***** LISTED ENTRIES
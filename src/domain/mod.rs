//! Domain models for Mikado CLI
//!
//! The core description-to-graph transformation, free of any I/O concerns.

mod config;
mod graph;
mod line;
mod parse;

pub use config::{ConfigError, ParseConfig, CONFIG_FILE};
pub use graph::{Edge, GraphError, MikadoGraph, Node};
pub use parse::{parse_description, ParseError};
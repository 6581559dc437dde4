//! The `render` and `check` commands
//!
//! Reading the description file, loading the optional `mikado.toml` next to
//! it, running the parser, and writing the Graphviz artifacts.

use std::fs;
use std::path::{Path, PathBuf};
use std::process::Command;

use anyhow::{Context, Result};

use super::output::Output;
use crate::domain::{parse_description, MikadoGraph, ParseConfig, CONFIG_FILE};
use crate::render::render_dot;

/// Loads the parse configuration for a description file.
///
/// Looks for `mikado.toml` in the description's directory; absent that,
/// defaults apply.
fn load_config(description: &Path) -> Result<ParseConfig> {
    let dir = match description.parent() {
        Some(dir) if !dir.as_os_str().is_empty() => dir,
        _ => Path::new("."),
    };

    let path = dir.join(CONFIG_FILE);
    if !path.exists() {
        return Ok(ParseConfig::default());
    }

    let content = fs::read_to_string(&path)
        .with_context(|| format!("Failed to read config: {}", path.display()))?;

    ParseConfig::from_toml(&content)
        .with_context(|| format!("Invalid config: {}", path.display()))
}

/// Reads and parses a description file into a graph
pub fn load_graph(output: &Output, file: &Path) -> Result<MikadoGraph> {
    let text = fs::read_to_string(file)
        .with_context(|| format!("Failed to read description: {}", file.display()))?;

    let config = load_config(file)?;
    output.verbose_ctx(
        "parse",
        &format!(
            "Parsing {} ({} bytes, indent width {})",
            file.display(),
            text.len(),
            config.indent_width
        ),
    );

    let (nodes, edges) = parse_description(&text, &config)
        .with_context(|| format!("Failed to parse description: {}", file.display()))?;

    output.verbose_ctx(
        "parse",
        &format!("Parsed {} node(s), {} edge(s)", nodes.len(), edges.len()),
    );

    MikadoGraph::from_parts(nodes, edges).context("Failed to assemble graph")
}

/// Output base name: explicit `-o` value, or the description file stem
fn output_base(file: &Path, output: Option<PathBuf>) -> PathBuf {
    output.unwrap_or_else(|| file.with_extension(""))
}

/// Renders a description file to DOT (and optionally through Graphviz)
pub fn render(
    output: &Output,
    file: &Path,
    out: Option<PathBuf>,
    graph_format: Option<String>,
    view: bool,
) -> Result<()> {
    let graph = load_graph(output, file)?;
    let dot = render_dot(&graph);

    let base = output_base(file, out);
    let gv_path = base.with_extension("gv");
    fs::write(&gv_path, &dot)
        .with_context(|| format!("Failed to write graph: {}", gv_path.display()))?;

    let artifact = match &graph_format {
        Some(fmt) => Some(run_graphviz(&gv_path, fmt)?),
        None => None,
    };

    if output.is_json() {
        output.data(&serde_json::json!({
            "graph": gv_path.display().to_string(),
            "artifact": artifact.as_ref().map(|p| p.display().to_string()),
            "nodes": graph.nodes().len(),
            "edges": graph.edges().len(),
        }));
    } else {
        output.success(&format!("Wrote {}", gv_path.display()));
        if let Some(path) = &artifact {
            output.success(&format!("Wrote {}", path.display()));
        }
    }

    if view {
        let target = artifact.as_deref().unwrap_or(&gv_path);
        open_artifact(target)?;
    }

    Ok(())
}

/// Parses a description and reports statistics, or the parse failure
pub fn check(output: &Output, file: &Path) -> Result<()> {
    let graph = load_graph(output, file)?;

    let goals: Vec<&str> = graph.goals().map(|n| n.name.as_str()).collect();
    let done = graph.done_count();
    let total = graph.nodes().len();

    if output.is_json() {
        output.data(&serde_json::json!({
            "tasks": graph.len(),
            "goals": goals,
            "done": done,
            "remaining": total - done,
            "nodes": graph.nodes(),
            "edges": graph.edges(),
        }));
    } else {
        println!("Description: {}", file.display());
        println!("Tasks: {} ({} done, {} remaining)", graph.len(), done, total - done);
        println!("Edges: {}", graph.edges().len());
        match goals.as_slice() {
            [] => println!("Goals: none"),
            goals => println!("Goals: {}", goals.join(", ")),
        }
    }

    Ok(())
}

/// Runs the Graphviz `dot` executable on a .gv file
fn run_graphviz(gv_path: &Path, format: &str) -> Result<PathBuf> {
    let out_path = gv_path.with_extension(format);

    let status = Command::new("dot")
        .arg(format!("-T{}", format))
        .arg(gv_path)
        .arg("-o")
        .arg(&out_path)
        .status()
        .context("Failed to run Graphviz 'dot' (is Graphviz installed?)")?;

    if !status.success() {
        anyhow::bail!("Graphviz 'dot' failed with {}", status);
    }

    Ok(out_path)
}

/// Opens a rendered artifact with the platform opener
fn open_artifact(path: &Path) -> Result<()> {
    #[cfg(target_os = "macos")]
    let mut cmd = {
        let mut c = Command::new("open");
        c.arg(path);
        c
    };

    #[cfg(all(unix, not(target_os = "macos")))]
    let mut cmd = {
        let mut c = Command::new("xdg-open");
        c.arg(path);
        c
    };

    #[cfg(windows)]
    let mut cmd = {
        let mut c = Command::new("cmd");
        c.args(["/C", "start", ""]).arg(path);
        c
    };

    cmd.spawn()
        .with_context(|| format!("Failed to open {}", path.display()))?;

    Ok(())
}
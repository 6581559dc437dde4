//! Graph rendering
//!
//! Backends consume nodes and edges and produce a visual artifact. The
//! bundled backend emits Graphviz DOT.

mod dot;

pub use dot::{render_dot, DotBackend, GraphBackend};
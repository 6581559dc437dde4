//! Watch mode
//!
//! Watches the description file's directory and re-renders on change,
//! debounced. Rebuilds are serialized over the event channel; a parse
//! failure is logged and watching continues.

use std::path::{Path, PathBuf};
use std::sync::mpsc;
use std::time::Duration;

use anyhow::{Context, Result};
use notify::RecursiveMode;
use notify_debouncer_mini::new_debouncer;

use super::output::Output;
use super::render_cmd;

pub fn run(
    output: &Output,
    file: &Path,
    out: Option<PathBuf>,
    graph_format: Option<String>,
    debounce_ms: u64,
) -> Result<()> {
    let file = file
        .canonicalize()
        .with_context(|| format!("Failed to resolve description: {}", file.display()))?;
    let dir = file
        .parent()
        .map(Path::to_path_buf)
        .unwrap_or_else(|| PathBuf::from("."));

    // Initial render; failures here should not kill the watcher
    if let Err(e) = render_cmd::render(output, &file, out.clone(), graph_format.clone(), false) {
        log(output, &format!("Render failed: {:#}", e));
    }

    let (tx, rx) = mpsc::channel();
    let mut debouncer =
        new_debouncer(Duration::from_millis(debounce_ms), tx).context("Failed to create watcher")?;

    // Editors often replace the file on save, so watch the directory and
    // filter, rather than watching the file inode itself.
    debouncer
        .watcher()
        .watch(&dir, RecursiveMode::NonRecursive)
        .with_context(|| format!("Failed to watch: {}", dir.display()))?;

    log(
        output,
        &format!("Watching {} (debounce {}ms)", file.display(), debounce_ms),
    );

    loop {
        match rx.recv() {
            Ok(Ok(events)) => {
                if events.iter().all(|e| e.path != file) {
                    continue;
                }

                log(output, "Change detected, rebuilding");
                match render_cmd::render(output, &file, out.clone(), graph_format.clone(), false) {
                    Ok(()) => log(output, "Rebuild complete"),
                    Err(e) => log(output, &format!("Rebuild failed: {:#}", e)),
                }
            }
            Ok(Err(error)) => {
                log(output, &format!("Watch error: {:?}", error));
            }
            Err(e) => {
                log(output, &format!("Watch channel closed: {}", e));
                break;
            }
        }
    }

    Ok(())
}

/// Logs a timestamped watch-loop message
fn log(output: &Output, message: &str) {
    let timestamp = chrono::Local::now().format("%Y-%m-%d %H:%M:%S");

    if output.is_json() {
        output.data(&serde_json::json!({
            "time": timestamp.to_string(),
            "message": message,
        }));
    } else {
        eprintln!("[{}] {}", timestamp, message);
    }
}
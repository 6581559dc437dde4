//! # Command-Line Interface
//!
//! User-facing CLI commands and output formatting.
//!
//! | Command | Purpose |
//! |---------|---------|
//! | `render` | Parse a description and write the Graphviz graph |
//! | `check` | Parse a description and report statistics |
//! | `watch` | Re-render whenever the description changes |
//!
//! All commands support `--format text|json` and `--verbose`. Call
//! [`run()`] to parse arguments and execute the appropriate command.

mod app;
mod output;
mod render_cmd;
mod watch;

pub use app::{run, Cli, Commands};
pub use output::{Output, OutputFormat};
**********
> [TASK TO COMPLETE]:
Scan the entries above and return each line that holds "write".

> [ANSWER FOR THIS EXERCISE]:
    fs::write(&gv_path, &dot)
        .with_context(|| format!("Failed to write graph: {}", gv_path.display()))?;
//! | `render` | Parse a description and write the Graphviz graph |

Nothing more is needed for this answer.